Another aspect of the Napster to Go model is that it shows that the RIAAs claims of a lost sale for every download to be demonstrably false. If you can download an unlimited number of songs via napster and play them for as long as you continue to subscribe, then the maximum loss the RIAA suffers from a single downloader cannot exceed $15/month no matter how many songs a person downloads.

Reader Uriel Klieger says,

I found myself both disgusted and amazed at the incredible marketing spin. I took a closer look at the EULA, and thought I'd like to share some interesting points.

1) "The Tracks and Materials are owned by Napster, its business partners, affiliates and/or licensors, as applicable, and are protected by intellectual property laws."

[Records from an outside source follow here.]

//! Near-duplicate consolidation.
//!
//! Clusters of near-duplicate active glyphs (cosine >= 0.95 or identical
//! topic + content hash) are replaced by a single synthesized summary glyph
//! marked `source=consolidation`; the cluster members are superseded. The
//! summary text can come from an LLM (moderate tier) or, with no summarizer
//! wired, from a deterministic merge so the operation works offline.

use async_trait::async_trait;
use sha2::{Digest, Sha256};
use tracing::{debug, info};

use crate::error::Result;
use crate::retrieval::query::{Caller, GlyphQuery};
use crate::retrieval::semantic::cosine;
use crate::store::{Glyph, GlyphStore, Scope};

/// Cosine threshold above which two embedded glyphs are near-duplicates.
pub const DUPLICATE_COSINE: f64 = 0.95;

/// Text synthesis seam; the LLM router implements this at moderate tier.
#[async_trait]
pub trait Summarizer: Send + Sync {
    async fn summarize(&self, texts: &[String]) -> Result<String>;
}

/// Report from a consolidation pass.
#[derive(Debug, Clone, Default, PartialEq, Eq)]
pub struct ConsolidationReport {
    pub clusters: u64,
    pub superseded: u64,
    pub created: Vec<i64>,
}

/// Content hash over normalized text, used for exact-duplicate clustering.
pub fn content_hash(text: &str) -> String {
    let normalized: String = text.split_whitespace().collect::<Vec<_>>().join(" ");
    let digest = Sha256::digest(normalized.to_lowercase().as_bytes());
    digest.iter().take(8).map(|b| format!("{:02x}", b)).collect()
}

/// Run one consolidation pass over active glyphs in `scope` (or all).
///
/// Dry runs report cluster counts without mutating anything.
pub async fn consolidate(
    store: &GlyphStore,
    summarizer: Option<&dyn Summarizer>,
    scope: Option<Scope>,
    dry_run: bool,
) -> Result<ConsolidationReport> {
    let mut query = GlyphQuery::new().limit(1_000_000);
    if let Some(scope) = scope {
        query = query.scope(scope);
    }
    let glyphs = store.query(&query, &Caller::operator())?;

    let clusters = find_clusters(&glyphs);
    let mut report = ConsolidationReport {
        clusters: clusters.len() as u64,
        ..Default::default()
    };

    if dry_run {
        report.superseded = clusters.iter().map(|c| c.len() as u64).sum();
        return Ok(report);
    }

    for cluster in clusters {
        let texts: Vec<String> = cluster.iter().map(|g| g.text.clone()).collect();
        let summary = match summarizer {
            Some(s) => s.summarize(&texts).await?,
            None => merge_texts(&cluster),
        };

        // The newest member donates its attributes to the replacement.
        let newest = cluster
            .iter()
            .max_by_key(|g| (g.timestamp, g.id))
            .expect("cluster is non-empty");

        let mut replacement = Glyph::new(newest.glyph_type, summary).with_source("consolidation");
        replacement.topic = newest.topic.clone();
        replacement.scope = newest.scope;
        replacement.visibility = newest.visibility;
        replacement.chat_id = newest.chat_id.clone();
        replacement.agent_role = newest.agent_role.clone();
        replacement.project = newest.project.clone();
        replacement.importance = cluster.iter().filter_map(|g| g.importance).min_by_key(|i| i.rank());

        let new_id = store.append(&replacement)?;
        report.created.push(new_id);

        for member in &cluster {
            store.supersede(member.id, new_id, "consolidated")?;
            report.superseded += 1;
        }
        debug!(new_id, members = cluster.len(), "consolidated cluster");
    }

    if !report.created.is_empty() {
        info!(
            clusters = report.clusters,
            superseded = report.superseded,
            "consolidation pass complete"
        );
    }
    Ok(report)
}

/// Group near-duplicates: same (topic, content hash), or cosine at or above
/// the duplicate threshold within a topic. Single-member groups are not
/// clusters.
fn find_clusters(glyphs: &[Glyph]) -> Vec<Vec<Glyph>> {
    let mut assigned = vec![false; glyphs.len()];
    let mut clusters = Vec::new();

    for i in 0..glyphs.len() {
        if assigned[i] {
            continue;
        }
        let mut cluster = vec![glyphs[i].clone()];
        assigned[i] = true;

        for j in (i + 1)..glyphs.len() {
            if assigned[j] {
                continue;
            }
            if is_near_duplicate(&glyphs[i], &glyphs[j]) {
                cluster.push(glyphs[j].clone());
                assigned[j] = true;
            }
        }

        if cluster.len() > 1 {
            clusters.push(cluster);
        }
    }

    clusters
}

fn is_near_duplicate(a: &Glyph, b: &Glyph) -> bool {
    if a.glyph_type != b.glyph_type {
        return false;
    }
    if a.topic == b.topic && content_hash(&a.text) == content_hash(&b.text) {
        return true;
    }
    match (&a.embedding, &b.embedding) {
        (Some(va), Some(vb)) if a.embedding_consistent() && b.embedding_consistent() => {
            cosine(va, vb) >= DUPLICATE_COSINE
        }
        _ => false,
    }
}

/// Deterministic fallback synthesis: newest text plus a provenance note.
fn merge_texts(cluster: &[Glyph]) -> String {
    let newest = cluster
        .iter()
        .max_by_key(|g| (g.timestamp, g.id))
        .expect("cluster is non-empty");
    format!("{} (consolidated from {} records)", newest.text, cluster.len())
}
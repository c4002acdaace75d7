//! The guard contract: every agent action passes through `guard_action`,
//! which yields allow / escalate / deny, an audit row, and — on escalation
//! — a pending-changes entry awaiting operator review.

use chrono::Utc;
use rusqlite::{params, OptionalExtension};
use serde_json::Value;
use std::sync::{Arc, Mutex};
use tracing::{debug, warn};

use crate::error::{Error, Result};
use crate::firewall::budget::{BudgetLimits, ExecutionBudget};
use crate::firewall::policy::{CapabilityTier, PolicyTable, DEFAULT_PAYLOAD_CAP};
use crate::firewall::sandbox::SandboxGuard;
use crate::store::GlyphStore;

/// Who is performing the action.
#[derive(Debug, Clone, Copy, PartialEq, Eq)]
pub enum ActorRole {
    /// Analysis-only worker; executable actions are forbidden.
    Planner,
    /// Executing worker; dangerous actions escalate.
    Worker,
    /// Human operator replaying approved actions; nothing escalates.
    Operator,
}

impl std::fmt::Display for ActorRole {
    fn fmt(&self, f: &mut std::fmt::Formatter<'_>) -> std::fmt::Result {
        match self {
            Self::Planner => write!(f, "planner"),
            Self::Worker => write!(f, "worker"),
            Self::Operator => write!(f, "operator"),
        }
    }
}

/// Policy verdict for one action.
#[derive(Debug, Clone, Copy, PartialEq, Eq)]
pub enum GuardDecision {
    Allow,
    Escalate,
    Deny,
}

impl std::fmt::Display for GuardDecision {
    fn fmt(&self, f: &mut std::fmt::Formatter<'_>) -> std::fmt::Result {
        match self {
            Self::Allow => write!(f, "allow"),
            Self::Escalate => write!(f, "escalate"),
            Self::Deny => write!(f, "deny"),
        }
    }
}

/// Outcome of `guard_action`. Callers must execute only `Allow` outcomes,
/// and only with the sanitized payload.
#[derive(Debug, Clone)]
pub struct GuardOutcome {
    pub decision: GuardDecision,
    pub reason: String,
    pub sanitized_payload: Value,
    pub pending_id: Option<i64>,
}

/// A row in the approval queue.
#[derive(Debug, Clone)]
pub struct PendingChange {
    pub id: i64,
    pub action_type: String,
    pub action_data: Value,
    pub proposed_by: String,
    pub status: String,
}

/// An immutable audit row.
#[derive(Debug, Clone)]
pub struct AuditEntry {
    pub id: i64,
    pub timestamp: String,
    pub action_type: String,
    pub action_data: Value,
    pub decision: String,
    pub reason: String,
    pub actor: String,
}

/// The capability firewall for one agent process.
pub struct Firewall {
    store: Arc<GlyphStore>,
    policy: PolicyTable,
    sandbox: SandboxGuard,
    budget: Mutex<ExecutionBudget>,
}

impl Firewall {
    pub fn new(store: Arc<GlyphStore>, sandbox_root: impl Into<std::path::PathBuf>) -> Self {
        Self {
            store,
            policy: PolicyTable::default(),
            sandbox: SandboxGuard::new(sandbox_root),
            budget: Mutex::new(ExecutionBudget::new(BudgetLimits::default())),
        }
    }

    pub fn with_policy(mut self, policy: PolicyTable) -> Self {
        self.policy = policy;
        self
    }

    pub fn with_budget(mut self, limits: BudgetLimits) -> Self {
        self.budget = Mutex::new(ExecutionBudget::new(limits));
        self
    }

    pub fn sandbox(&self) -> &SandboxGuard {
        &self.sandbox
    }

    pub fn policy(&self) -> &PolicyTable {
        &self.policy
    }

    /// Whether this process may spawn another sub-agent.
    pub fn can_spawn(&self) -> bool {
        self.budget.lock().map(|b| b.can_spawn()).unwrap_or(false)
    }

    /// Gate one action. Always records an audit row; never panics into the
    /// agent loop.
    pub fn guard_action(
        &self,
        action_type: &str,
        payload: &Value,
        actor: ActorRole,
    ) -> Result<GuardOutcome> {
        let outcome = self.evaluate(action_type, payload, actor)?;
        self.record_audit(action_type, payload, outcome.decision, &outcome.reason, actor)?;
        debug!(
            action = action_type,
            decision = %outcome.decision,
            reason = %outcome.reason,
            "guarded action"
        );
        Ok(outcome)
    }

    fn evaluate(
        &self,
        action_type: &str,
        payload: &Value,
        actor: ActorRole,
    ) -> Result<GuardOutcome> {
        let allow = |payload: Value| GuardOutcome {
            decision: GuardDecision::Allow,
            reason: "within policy".to_string(),
            sanitized_payload: payload,
            pending_id: None,
        };
        let deny = |reason: String| GuardOutcome {
            decision: GuardDecision::Deny,
            reason,
            sanitized_payload: Value::Null,
            pending_id: None,
        };

        // Unknown tools escalate by default
        let Some(policy) = self.policy.get(action_type) else {
            let pending_id = self.enqueue_pending(action_type, payload, actor)?;
            return Ok(GuardOutcome {
                decision: GuardDecision::Escalate,
                reason: format!("unknown tool '{}'", action_type),
                sanitized_payload: Value::Null,
                pending_id: Some(pending_id),
            });
        };

        // Payload size cap
        let cap = policy.max_bytes.unwrap_or(DEFAULT_PAYLOAD_CAP);
        let payload_len = payload.to_string().len();
        if payload_len > cap {
            return Ok(deny(format!(
                "payload {} bytes exceeds cap {}",
                payload_len, cap
            )));
        }

        // Sandbox resolution for path-taking tools
        let mut sanitized = payload.clone();
        if policy.sandboxed {
            if let Some(path) = payload.get("path").and_then(|p| p.as_str()) {
                match self.sandbox.resolve(path) {
                    Ok(resolved) => {
                        sanitized["path"] = Value::String(resolved.to_string_lossy().into_owned());
                    }
                    Err(e) => return Ok(deny(e.to_string())),
                }
            }
        }

        // Domain allowlist for network tools
        if let (Some(domains), Some(url)) = (
            policy.allow_domains.as_ref(),
            payload.get("url").and_then(|u| u.as_str()),
        ) {
            let host = url
                .split("://")
                .nth(1)
                .and_then(|rest| rest.split('/').next())
                .unwrap_or_default();
            if !domains.iter().any(|d| host == d || host.ends_with(&format!(".{}", d))) {
                return Ok(deny(format!("host '{}' not in allow list", host)));
            }
        }

        // Tier vs actor
        let tier_ok = match actor {
            ActorRole::Operator => true,
            ActorRole::Worker => policy.tier <= CapabilityTier::Moderate,
            ActorRole::Planner => policy.tier == CapabilityTier::Safe,
        };
        if !tier_ok {
            if actor == ActorRole::Planner {
                return Ok(deny(format!(
                    "{} tier action forbidden in planner mode",
                    policy.tier
                )));
            }
            let pending_id = self.enqueue_pending(action_type, payload, actor)?;
            return Ok(GuardOutcome {
                decision: GuardDecision::Escalate,
                reason: format!("{} tier requires approval", policy.tier),
                sanitized_payload: Value::Null,
                pending_id: Some(pending_id),
            });
        }

        if policy.requires_approval && actor != ActorRole::Operator {
            let pending_id = self.enqueue_pending(action_type, payload, actor)?;
            return Ok(GuardOutcome {
                decision: GuardDecision::Escalate,
                reason: "approval required".to_string(),
                sanitized_payload: Value::Null,
                pending_id: Some(pending_id),
            });
        }

        // Execution budget: one step per action
        if let Err(e) = self
            .budget
            .lock()
            .map_err(|e| Error::Internal(format!("budget lock poisoned: {}", e)))?
            .consume_step()
        {
            return Ok(deny(e.to_string()));
        }

        Ok(allow(sanitized))
    }

    /// Record a failure inside an already-allowed tool as a deny row; the
    /// error does not propagate to the agent loop.
    pub fn record_tool_failure(
        &self,
        action_type: &str,
        payload: &Value,
        error: &Error,
        actor: ActorRole,
    ) -> Result<()> {
        warn!(action = action_type, error = %error, "guarded tool failed");
        self.record_audit(
            action_type,
            payload,
            GuardDecision::Deny,
            &format!("tool failure: {}", error),
            actor,
        )
    }

    // ==================== Approval queue ====================

    fn enqueue_pending(
        &self,
        action_type: &str,
        payload: &Value,
        actor: ActorRole,
    ) -> Result<i64> {
        self.store.with_conn(|conn| {
            conn.execute(
                "INSERT INTO pending_changes
                    (action_type, action_data, proposed_by, proposed_at, status)
                 VALUES (?1, ?2, ?3, ?4, 'pending')",
                params![
                    action_type,
                    payload.to_string(),
                    actor.to_string(),
                    Utc::now().to_rfc3339()
                ],
            )?;
            Ok(conn.last_insert_rowid())
        })
    }

    /// Fetch one pending change.
    pub fn get_pending(&self, pending_id: i64) -> Result<Option<PendingChange>> {
        self.store.with_conn(|conn| {
            conn.query_row(
                "SELECT id, action_type, action_data, proposed_by, status
                 FROM pending_changes WHERE id = ?1",
                params![pending_id],
                |row| {
                    Ok(PendingChange {
                        id: row.get(0)?,
                        action_type: row.get(1)?,
                        action_data: serde_json::from_str(&row.get::<_, String>(2)?)
                            .unwrap_or(Value::Null),
                        proposed_by: row.get(3)?,
                        status: row.get(4)?,
                    })
                },
            )
            .optional()
        })
    }

    /// All pending changes with the given status.
    pub fn list_pending(&self, status: &str) -> Result<Vec<PendingChange>> {
        self.store.with_conn(|conn| {
            let mut stmt = conn.prepare(
                "SELECT id, action_type, action_data, proposed_by, status
                 FROM pending_changes WHERE status = ?1 ORDER BY id",
            )?;
            let rows = stmt
                .query_map(params![status], |row| {
                    Ok(PendingChange {
                        id: row.get(0)?,
                        action_type: row.get(1)?,
                        action_data: serde_json::from_str(&row.get::<_, String>(2)?)
                            .unwrap_or(Value::Null),
                        proposed_by: row.get(3)?,
                        status: row.get(4)?,
                    })
                })?
                .filter_map(|r| r.ok())
                .collect();
            Ok(rows)
        })
    }

    /// Approve a pending change and replay it through the firewall with
    /// operator authority. Returns the replayed outcome.
    pub fn approve(&self, pending_id: i64, operator: &str) -> Result<GuardOutcome> {
        let pending = self
            .get_pending(pending_id)?
            .ok_or_else(|| Error::validation(format!("no pending change {}", pending_id)))?;
        if pending.status != "pending" {
            return Err(Error::validation(format!(
                "pending change {} is already {}",
                pending_id, pending.status
            )));
        }

        self.resolve_pending(pending_id, "approved", operator)?;
        self.guard_action(&pending.action_type, &pending.action_data, ActorRole::Operator)
    }

    /// Reject a pending change.
    pub fn reject(&self, pending_id: i64, operator: &str) -> Result<()> {
        let pending = self
            .get_pending(pending_id)?
            .ok_or_else(|| Error::validation(format!("no pending change {}", pending_id)))?;
        if pending.status != "pending" {
            return Err(Error::validation(format!(
                "pending change {} is already {}",
                pending_id, pending.status
            )));
        }
        self.resolve_pending(pending_id, "rejected", operator)
    }

    fn resolve_pending(&self, pending_id: i64, status: &str, operator: &str) -> Result<()> {
        self.store.with_conn(|conn| {
            conn.execute(
                "UPDATE pending_changes
                 SET status = ?2, resolved_at = ?3, resolved_by = ?4
                 WHERE id = ?1",
                params![pending_id, status, Utc::now().to_rfc3339(), operator],
            )
        })?;
        Ok(())
    }

    // ==================== Audit log ====================

    fn record_audit(
        &self,
        action_type: &str,
        payload: &Value,
        decision: GuardDecision,
        reason: &str,
        actor: ActorRole,
    ) -> Result<()> {
        self.store.with_conn(|conn| {
            conn.execute(
                "INSERT INTO audit_log
                    (timestamp, action_type, action_data, decision, reason, actor)
                 VALUES (?1, ?2, ?3, ?4, ?5, ?6)",
                params![
                    Utc::now().to_rfc3339(),
                    action_type,
                    payload.to_string(),
                    decision.to_string(),
                    reason,
                    actor.to_string()
                ],
            )
        })?;
        Ok(())
    }

    /// Most recent audit rows, newest first.
    pub fn audit_entries(&self, limit: usize) -> Result<Vec<AuditEntry>> {
        self.store.with_conn(|conn| {
            let mut stmt = conn.prepare(
                "SELECT id, timestamp, action_type, action_data, decision, reason, actor
                 FROM audit_log ORDER BY id DESC LIMIT ?1",
            )?;
            let rows = stmt
                .query_map(params![limit as i64], |row| {
                    Ok(AuditEntry {
                        id: row.get(0)?,
                        timestamp: row.get(1)?,
                        action_type: row.get(2)?,
                        action_data: serde_json::from_str(&row.get::<_, String>(3)?)
                            .unwrap_or(Value::Null),
                        decision: row.get(4)?,
                        reason: row.get(5)?,
                        actor: row.get(6)?,
                    })
                })?
                .filter_map(|r| r.ok())
                .collect();
            Ok(rows)
        })
    }
}
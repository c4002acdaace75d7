//! The agent run-loop.
//!
//! Each iteration assembles a prompt from the store, routes it through the
//! LLM router, parses the returned action, and dispatches it through the
//! capability firewall. Side effects are glyph writes, task transitions, or
//! phase advances; everything else is denied or queued for approval. The
//! loop ends on `done`, exhausted budgets, or the iteration cap, and always
//! leaves a closing summary glyph.

use serde_json::json;
use std::path::Path;
use std::sync::Arc;
use tracing::{debug, info, warn};
use uuid::Uuid;

use crate::agent::action::{parse_action, Action};
use crate::agent::prompt::PromptAssembler;
use crate::agent::tools;
use crate::error::{Error, Result};
use crate::firewall::{ActorRole, Firewall, GuardDecision, DEFAULT_READ_CAP};
use crate::orchestrator::{derive_phase, orch_topic, AgentLauncher, SpawnSpec};
use crate::retrieval::Caller;
use crate::router::{CallContext, LlmRequest, ResponseExpectations, TieredRouter};
use crate::store::{Glyph, GlyphStore, GlyphType, TaskStatus};
use crate::tasks::{Actor, TaskRegistry};

/// Launch-time execution mode, enforced by firewall tier.
#[derive(Debug, Clone, Copy, PartialEq, Eq)]
pub enum AgentMode {
    /// Analysis only: the worker emits ATTEMPT/RESULT/LESSON lines.
    Planner,
    /// Performs guarded actions directly.
    Executor,
}

/// Terminal status of one agent run.
#[derive(Debug, Clone, Copy, PartialEq, Eq)]
pub enum RunStatus {
    Done,
    Failed,
    BudgetExceeded,
    MaxIterations,
}

impl std::fmt::Display for RunStatus {
    fn fmt(&self, f: &mut std::fmt::Formatter<'_>) -> std::fmt::Result {
        match self {
            Self::Done => write!(f, "done"),
            Self::Failed => write!(f, "failed"),
            Self::BudgetExceeded => write!(f, "budget_exceeded"),
            Self::MaxIterations => write!(f, "max_iterations"),
        }
    }
}

/// Final report from a run.
#[derive(Debug, Clone)]
pub struct RunReport {
    pub status: RunStatus,
    pub iterations: u32,
    pub summary: String,
    pub last_error: Option<String>,
}

/// Runtime configuration for one agent process.
#[derive(Debug, Clone)]
pub struct RuntimeConfig {
    pub mode: AgentMode,
    pub session: String,
    pub chat_id: Option<String>,
    pub role: Option<String>,
    pub max_iterations: u32,
}

impl Default for RuntimeConfig {
    fn default() -> Self {
        Self {
            mode: AgentMode::Executor,
            session: Uuid::new_v4().to_string(),
            chat_id: None,
            role: None,
            max_iterations: 10,
        }
    }
}

impl RuntimeConfig {
    pub fn planner() -> Self {
        Self {
            mode: AgentMode::Planner,
            ..Self::default()
        }
    }
}

/// The agent runtime.
pub struct AgentRuntime {
    store: Arc<GlyphStore>,
    registry: Arc<TaskRegistry>,
    firewall: Arc<Firewall>,
    router: Arc<TieredRouter>,
    launcher: Option<Arc<dyn AgentLauncher>>,
    assembler: PromptAssembler,
    config: RuntimeConfig,
}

This is the technical way of saying that you own nothing at all, even though you're paying for it. You might notice that the Napster website is very good about avoiding saying that you are "purchasing" anything. Napster users can "find," "get," "transfer," and "listen to" all the music they like. (Purchasing of music is only explicitly mentioned under the Napster Light service, somewhere at the bottom of a page — but the same EULA I just quoted applies to that service, also.)

2) "The Client will count the number of times that you play a Download, including while you are offline, for royalty accounting and analysis purposes…. Napster will track the Downloads that you so transfer [to a portable player] and the number of times that you play Downloads on such devices."

Napster users are paying $15 a month for the privilege of being a statistic — and Music Player makers have to build the hardware to support this feature as well.

Napster's website tells users that they can now "get all the music you want in a whole new way." Indeed. Call me when Grokster wins.